Reputation: 3598
I have a collection where I would like to use the stream API to reduce it to a single value. It looks like collect
or reduce
would work well, except that both of them want a combiner
object to merge parallel results. In my case, I do not have a combining operation.
There will not be a lot of elements in the stream, so I am happy to have it run serially. Is there a way to handle this?
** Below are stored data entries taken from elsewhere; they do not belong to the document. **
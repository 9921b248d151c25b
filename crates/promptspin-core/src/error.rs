//! Error types for wildcard resolution.
//!
//! The expansion engine itself never surfaces these: every resolution failure
//! degrades to "zero options" and the token is dropped from the output. The
//! checked resolver keeps the cause around so diagnostic callers (the CLI's
//! `resolve` command) can explain *why* a token produced nothing.

use std::path::PathBuf;
use thiserror::Error;

/// Why a wildcard token failed to resolve to any options.
#[derive(Debug, Error)]
pub enum ResolveError {
    /// The token name is empty after normalization or contains a
    /// parent-directory segment.
    #[error("wildcard token '{token}' is not a safe path under the wildcard root")]
    UnsafeToken {
        /// The raw token name as written in the template.
        token: String,
    },

    /// No wildcard file exists for this token.
    #[error("no wildcard file for token '{token}'")]
    NotFound {
        /// The raw token name as written in the template.
        token: String,
    },

    /// The wildcard file exists but could not be read.
    #[error("failed to read wildcard file {}: {source}", path.display())]
    Io {
        /// The resolved file path.
        path: PathBuf,
        /// The underlying I/O error.
        source: std::io::Error,
    },
}
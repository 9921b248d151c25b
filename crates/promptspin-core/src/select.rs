//! Deterministic choice selection.
//!
//! Every decision the engine makes flows through [`stable_index`]: a BLAKE3
//! hash over the seed and a per-decision salt, reduced modulo the option
//! count. No ambient RNG is involved, so a choice depends only on
//! `(seed, variety, salt, option_count)`.

/// Computes a reproducible option index.
///
/// The hash input is `"{seed}:{salt}"`, with `":v{variety}"` appended when
/// `variety` is non-zero so each lane draws an independent sequence. The
/// first 16 bytes of the digest are interpreted as a little-endian `u128`
/// and reduced modulo `option_count`.
///
/// # Arguments
/// * `seed` - The base seed
/// * `variety` - The variety lane (0 = no lane suffix)
/// * `salt` - A per-decision salt such as `choice#3` or `wild#0:hair`
/// * `option_count` - Number of options to choose among
///
/// # Returns
/// An index in `[0, option_count)`, or 0 when `option_count` is 0
pub fn stable_index(seed: u32, variety: u32, salt: &str, option_count: usize) -> usize {
    if option_count == 0 {
        return 0;
    }

    let key = if variety != 0 {
        format!("{}:{}:v{}", seed, salt, variety)
    } else {
        format!("{}:{}", seed, salt)
    };

    let hash = blake3::hash(key.as_bytes());

    // Take the first 16 bytes as a little-endian u128
    let bytes: [u8; 16] = hash.as_bytes()[0..16].try_into().unwrap();
    let value = u128::from_le_bytes(bytes);

    (value % option_count as u128) as usize
}

#[cfg(test)]
mod tests {
    use super::*;

    #[test]
    fn test_stable_index_determinism() {
        for seed in [0u32, 1, 42, u32::MAX] {
            let a = stable_index(seed, 0, "choice#0", 7);
            let b = stable_index(seed, 0, "choice#0", 7);
            assert_eq!(a, b);
            assert!(a < 7);
        }
    }

    #[test]
    fn test_single_option_always_zero() {
        for seed in 0..200u32 {
            assert_eq!(stable_index(seed, 0, "choice#0", 1), 0);
            assert_eq!(stable_index(seed, 5, "wild#0:hair", 1), 0);
        }
    }

    #[test]
    fn test_zero_options_returns_zero() {
        assert_eq!(stable_index(42, 0, "choice#0", 0), 0);
    }

    #[test]
    fn test_different_salts_diverge() {
        // With 1000 options, identical picks across distinct salts would be
        // a strong sign the salt is being ignored.
        let a = stable_index(42, 0, "choice#0", 1000);
        let b = stable_index(42, 0, "choice#1", 1000);
        let c = stable_index(42, 0, "wild#0:hair", 1000);
        assert!(a != b || b != c);
    }

    #[test]
    fn test_variety_lane_diverges() {
        let picks_lane0: Vec<usize> = (0..16)
            .map(|i| stable_index(42, 0, &format!("choice#{}", i), 1000))
            .collect();
        let picks_lane1: Vec<usize> = (0..16)
            .map(|i| stable_index(42, 1, &format!("choice#{}", i), 1000))
            .collect();
        assert_ne!(picks_lane0, picks_lane1);
    }

    #[test]
    fn test_different_seeds_diverge() {
        let picks_a: Vec<usize> = (0..16)
            .map(|i| stable_index(1, 0, &format!("choice#{}", i), 1000))
            .collect();
        let picks_b: Vec<usize> = (0..16)
            .map(|i| stable_index(2, 0, &format!("choice#{}", i), 1000))
            .collect();
        assert_ne!(picks_a, picks_b);
    }
}
//! Promptspin CLI - Command-line interface for deterministic prompt expansion
//!
//! This binary provides commands for expanding prompt templates, collapsing
//! brace choices, and inspecting a wildcard corpus.

use clap::{Parser, Subcommand};
use std::process::ExitCode;

// Use modules from the library crate
use promptspin_cli::commands;

/// Promptspin - Deterministic Prompt Expansion
#[derive(Parser)]
#[command(name = "promptspin")]
#[command(author, version, about, long_about = None)]
#[command(propagate_version = true)]
struct Cli {
    #[command(subcommand)]
    command: Commands,
}

#[derive(Subcommand)]
enum Commands {
    /// Expand a prompt template into positive and negative text
    Expand {
        /// Template text (omit when using --file)
        text: Option<String>,

        /// Read the template from a file instead
        #[arg(short, long)]
        file: Option<String>,

        /// User-supplied negative template, expanded in negative phase
        #[arg(short, long)]
        negative: Option<String>,

        /// Seed driving every deterministic choice
        #[arg(short, long, default_value_t = 0)]
        seed: u32,

        /// Directory with wildcard .txt files (default: ./wildcards)
        #[arg(short, long)]
        wildcards: Option<String>,

        /// Variety lane: alternate choice sequence for the same seed
        #[arg(long, default_value_t = 0)]
        variety: u32,

        /// Do not derive mirrored exclusions from the positive template
        #[arg(long)]
        no_auto_negative: bool,

        /// Output machine-readable JSON instead of colored text
        #[arg(long)]
        json: bool,
    },

    /// Collapse brace choices only, leaving wildcard tokens untouched
    Choices {
        /// Template text
        text: String,

        /// Seed driving every deterministic choice
        #[arg(short, long, default_value_t = 0)]
        seed: u32,

        /// Variety lane: alternate choice sequence for the same seed
        #[arg(long, default_value_t = 0)]
        variety: u32,
    },

    /// Resolve one wildcard token and show its options
    Resolve {
        /// Token name as written between the double underscores
        token: String,

        /// Directory with wildcard .txt files (default: ./wildcards)
        #[arg(short, long)]
        wildcards: Option<String>,

        /// Output machine-readable JSON instead of colored text
        #[arg(long)]
        json: bool,
    },

    /// List all wildcard tokens available under a directory
    List {
        /// Directory with wildcard .txt files (default: ./wildcards)
        #[arg(short, long)]
        wildcards: Option<String>,

        /// Output machine-readable JSON instead of colored text
        #[arg(long)]
        json: bool,
    },
}

fn main() -> ExitCode {
    let cli = Cli::parse();

    let result = match cli.command {
        Commands::Expand {
            text,
            file,
            negative,
            seed,
            wildcards,
            variety,
            no_auto_negative,
            json,
        } => commands::expand::run(
            text.as_deref(),
            file.as_deref(),
            negative.as_deref(),
            seed,
            wildcards.as_deref(),
            variety,
            no_auto_negative,
            json,
        ),
        Commands::Choices {
            text,
            seed,
            variety,
        } => commands::choices::run(&text, seed, variety),
        Commands::Resolve {
            token,
            wildcards,
            json,
        } => commands::resolve::run(&token, wildcards.as_deref(), json),
        Commands::List { wildcards, json } => commands::list::run(wildcards.as_deref(), json),
    };

    match result {
        Ok(code) => code,
        Err(err) => {
            eprintln!("Error: {:#}", err);
            ExitCode::FAILURE
        }
    }
}
//! CLI command implementations

pub mod choices;
pub mod expand;
pub mod list;
pub mod resolve;

use std::path::PathBuf;

/// Resolves the wildcard root: the given directory, or `./wildcards` when
/// none was passed.
pub(crate) fn wildcard_root(dir: Option<&str>) -> PathBuf {
    match dir {
        Some(dir) if !dir.trim().is_empty() => PathBuf::from(dir.trim()),
        _ => PathBuf::from("wildcards"),
    }
}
If my stream contains 1,2 and 3, I want to do the equivalent of
result = new Foo().foo(1).foo(2).foo(3);
It seems that
result = stream.reduce(new Foo(),
(foo, ele) -> foo.foo(ele),
null);
would likely work, but at some point, some change (slightly longer list, new Java version) the combiner
will get called and that will break.
I am returning a different type, so reduce(BiFunction)
will not work for me.
Upvotes: 4
Views: 906
Reputation: 2789
If you prefer to stick to a stream, you could use forEachOrdered
as it is allowed to be stateful:
AtomicReference<Foo> foo = new AtomicReference<>(new Foo());
stream.forEachOrdered(ele -> foo.updateAndGet(f -> f.foo(ele)));
Foo result = foo.get();
Upvotes: 1
Reputation: 140328
I would just use a loop over the elements of the collection:
Foo result = new Foo();
for (int ele : collection) {
result = result.foo(ele);
}
This is easy to read, of similar verbosity to the streams approach, and you don't have to worry about its behaviour changing unexpectedly because of dark voodoo in the Streams library.